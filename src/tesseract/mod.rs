//! Tesseract - a concurrent, expandable, indexable container of handles.
//!
//! Storage is a four-level ragged array addressed by the four bytes of a
//! 32-bit index ([`Pos4`]); only the sub-arrays actually reached exist, and
//! growth happens in tiles of 256 slots. Slot cells are `ArcSwapOption`, so
//! reads never take a lock; writers take the expansion lock only to grow the
//! tile structure.
//!
//! Mutation safety comes from the gear protocol: every operation registers
//! itself in `concurrent_ops`, checks the current [`Gear`], and backs out
//! with a typed error if the gear forbids it. [`Tesseract::clutch`] installs
//! a new gear and waits for in-flight operations to drain before returning.

mod gear;
mod pos4;

pub use gear::{Gear, GearShiftSink};
pub use pos4::Pos4;

use std::sync::atomic::{AtomicI32, AtomicI64, AtomicPtr, AtomicUsize, Ordering};
use std::sync::{Arc, Condvar, Mutex};
use std::time::{Duration, Instant};

use arc_swap::ArcSwapOption;

use crate::error::Error;
use gear::ShiftNotifier;

/// Slots per tile; also the fan-out of every level.
const TILE_SLOTS: usize = 256;

/// Hard ceiling on the slot count.
pub const MAX_SLOTS: usize = 1 << 30;

/// Tiles added per expansion when no callback overrides the growth.
pub const DEFAULT_EXPANSION_SLOTS: usize = 1 << 13;

const GEARS_SLOT_ACCESS: &[Gear] = &[Gear::Neutral, Gear::Straight, Gear::Reverse];
const GEARS_ANY: &[Gear] = &[Gear::Neutral, Gear::Straight, Gear::Reverse, Gear::Park];

/// Leaf level: 256 lock-free slot cells.
struct Tile<T> {
    slots: [ArcSwapOption<T>; TILE_SLOTS],
}

impl<T> Tile<T> {
    fn new() -> Self {
        Self { slots: std::array::from_fn(|_| ArcSwapOption::empty()) }
    }
}

/// Third level: pointers to tiles, indexed by `d2`.
struct D2<T> {
    tiles: [AtomicPtr<Tile<T>>; TILE_SLOTS],
}

impl<T> D2<T> {
    fn new() -> Self {
        Self { tiles: std::array::from_fn(|_| AtomicPtr::new(std::ptr::null_mut())) }
    }
}

impl<T> Drop for D2<T> {
    fn drop(&mut self) {
        for cell in self.tiles.iter() {
            let p = cell.load(Ordering::Relaxed);
            if !p.is_null() {
                // SAFETY: non-null tile pointers were created by Box::into_raw
                // and are owned exclusively by this level.
                unsafe { drop(Box::from_raw(p)) };
            }
        }
    }
}

/// Second level: pointers to [`D2`] planes, indexed by `d1`.
struct D1<T> {
    planes: [AtomicPtr<D2<T>>; TILE_SLOTS],
}

impl<T> D1<T> {
    fn new() -> Self {
        Self { planes: std::array::from_fn(|_| AtomicPtr::new(std::ptr::null_mut())) }
    }
}
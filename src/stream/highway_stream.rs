//! Growable seekable stream backed by highway fragments.

use std::io::{self, Read, Seek, SeekFrom, Write};

use crate::error::Error;
use crate::fragment::Fragment;
use crate::highway::Highway;
use crate::lane::Storage;

/// A seekable byte stream that grows by whole fragments ("tiles") carved
/// from a highway.
///
/// Growth allocates tiles of the configured size; shrinking disposes the
/// excess tiles. Disposing the stream releases every tile but leaves the
/// highway untouched.
pub struct HighwayStream<'h, S: Storage> {
    highway: &'h Highway<S>,
    tile_size: usize,
    tiles: Vec<Fragment<S>>,
    position: u64,
    length: u64,
}

impl<'h, S: Storage> HighwayStream<'h, S> {
    /// Create an empty stream growing in `tile_size`-byte fragments.
    pub fn new(highway: &'h Highway<S>, tile_size: usize) -> Result<Self, Error> {
        if tile_size == 0 {
            return Err(Error::MissingOrInvalidArgument("tile size must be positive"));
        }
        Ok(Self { highway, tile_size, tiles: Vec::new(), position: 0, length: 0 })
    }

    /// Current stream length in bytes.
    pub fn len(&self) -> u64 {
        self.length
    }

    /// Whether the stream has zero length.
    pub fn is_empty(&self) -> bool {
        self.length == 0
    }

    /// Current position.
    pub fn position(&self) -> u64 {
        self.position
    }

    /// Fragment size used for growth.
    pub fn tile_size(&self) -> usize {
        self.tile_size
    }

    /// Number of tiles currently held.
    pub fn tiles_count(&self) -> usize {
        self.tiles.len()
    }

    /// Grow or shrink to `length` bytes, allocating or disposing tiles as
    /// needed.
    pub fn set_length(&mut self, length: u64) -> Result<(), Error> {
        let needed = (length as usize + self.tile_size - 1) / self.tile_size;
        while self.tiles.len() < needed {
            match self.highway.alloc_fragment(self.tile_size)? {
                Some(tile) => self.tiles.push(tile),
                None => return Err(Error::AllocFailure("highway declined a stream tile")),
            }
        }
        self.tiles.truncate(needed); // dropped tiles dispose themselves
        self.length = length;
        if self.position > length {
            self.position = length;
        }
        Ok(())
    }

    /// Release every tile without touching the highway. The stream is empty
    /// afterwards and can grow again.
    pub fn dispose(&mut self) {
        self.tiles.clear();
        self.length = 0;
        self.position = 0;
    }
}

impl<S: Storage> Read for HighwayStream<'_, S> {
    fn read(&mut self, buf: &mut [u8]) -> io::Result<usize> {
        let available = self.length.saturating_sub(self.position) as usize;
        let mut remaining = buf.len().min(available);
        let mut copied = 0;
        while remaining > 0 {
            let tile_index = (self.position as usize) / self.tile_size;
            let tile_offset = (self.position as usize) % self.tile_size;
            let chunk = remaining.min(self.tile_size - tile_offset);
            self.tiles[tile_index].read(&mut buf[copied..copied + chunk], tile_offset, 0)?;
            self.position += chunk as u64;
            copied += chunk;
            remaining -= chunk;
        }
        Ok(copied)
    }
}

impl<S: Storage> Write for HighwayStream<'_, S> {
    fn write(&mut self, buf: &[u8]) -> io::Result<usize> {
        if buf.is_empty() {
            return Ok(0);
        }
        let end = self.position + buf.len() as u64;
        if end > self.length {
            self.set_length(end)?;
        }

        let mut written = 0;
        while written < buf.len() {
            let tile_index = (self.position as usize) / self.tile_size;
            let tile_offset = (self.position as usize) % self.tile_size;
            let chunk = (buf.len() - written).min(self.tile_size - tile_offset);
            self.tiles[tile_index].write(&buf[written..written + chunk], tile_offset, chunk)?;
            self.position += chunk as u64;
            written += chunk;
        }
        Ok(written)
    }

    fn flush(&mut self) -> io::Result<()> {
        Ok(())
    }
}

impl<S: Storage> Seek for HighwayStream<'_, S> {
    fn seek(&mut self, pos: SeekFrom) -> io::Result<u64> {
        let target = match pos {
            SeekFrom::Start(p) => p as i128,
            SeekFrom::End(delta) => self.length as i128 + delta as i128,
            SeekFrom::Current(delta) => self.position as i128 + delta as i128,
        };
        if target < 0 || target > u64::MAX as i128 {
            return Err(io::Error::new(
                io::ErrorKind::InvalidInput,
                "seek outside the addressable range",
            ));
        }
        self.position = target as u64;
        Ok(self.position)
    }
}

#[cfg(test)]
mod tests {
    use super::*;
    use crate::highway::HeapHighway;
    use crate::settings::HighwaySettings;

    fn small_highway() -> HeapHighway {
        HeapHighway::new(
            HighwaySettings::default()
                .with_default_lane_capacity(4096)
                .with_laps_before_new_lane(1),
        )
        .unwrap()
    }

    #[test]
    fn test_grows_by_tiles_on_write() {
        let highway = small_highway();
        let mut stream = HighwayStream::new(&highway, 16).unwrap();

        let payload: Vec<u8> = (0..40u8).collect();
        stream.write_all(&payload).unwrap();
        assert_eq!(stream.len(), 40);
        assert_eq!(stream.tiles_count(), 3);

        stream.seek(SeekFrom::Start(0)).unwrap();
        let mut out = Vec::new();
        stream.read_to_end(&mut out).unwrap();
        assert_eq!(out, payload);
    }

    #[test]
    fn test_set_length_shrink_disposes_tiles() {
        let highway = small_highway();
        let mut stream = HighwayStream::new(&highway, 16).unwrap();
        stream.set_length(64).unwrap();
        assert_eq!(stream.tiles_count(), 4);
        assert_eq!(highway.total_active_fragments(), 4);

        stream.set_length(10).unwrap();
        assert_eq!(stream.tiles_count(), 1);
        assert_eq!(highway.total_active_fragments(), 1);
    }

    #[test]
    fn test_dispose_releases_tiles_not_highway() {
        let highway = small_highway();
        let mut stream = HighwayStream::new(&highway, 32).unwrap();
        stream.write_all(&[1u8; 100]).unwrap();
        stream.dispose();
        assert_eq!(stream.len(), 0);
        assert_eq!(highway.total_active_fragments(), 0);

        // The highway stays usable, and so does the stream.
        stream.write_all(&[2u8; 10]).unwrap();
        assert_eq!(highway.total_active_fragments(), 1);
    }

    #[test]
    fn test_write_across_tile_boundary_at_offset() {
        let highway = small_highway();
        let mut stream = HighwayStream::new(&highway, 8).unwrap();
        stream.set_length(24).unwrap();
        stream.seek(SeekFrom::Start(6)).unwrap();
        stream.write_all(&[0xEE; 10]).unwrap();

        stream.seek(SeekFrom::Start(6)).unwrap();
        let mut out = [0u8; 10];
        stream.read_exact(&mut out).unwrap();
        assert_eq!(out, [0xEE; 10]);
    }

    #[test]
    fn test_zero_tile_size_rejected() {
        let highway = small_highway();
        assert!(HighwayStream::new(&highway, 0).is_err());
    }
}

★ ★ ★

__HOW TO COMPLETE THIS TASK__
Give back, unchanged, the run of lines in the listing above that begins at the line containing "impl<S: Storage> Write" and ends at the line containing "if end > self.length", both included.

__ANSWER BOX__
impl<S: Storage> Write for HighwayStream<'_, S> {
    fn write(&mut self, buf: &[u8]) -> io::Result<usize> {
        if buf.is_empty() {
            return Ok(0);
        }
        let end = self.position + buf.len() as u64;
        if end > self.length {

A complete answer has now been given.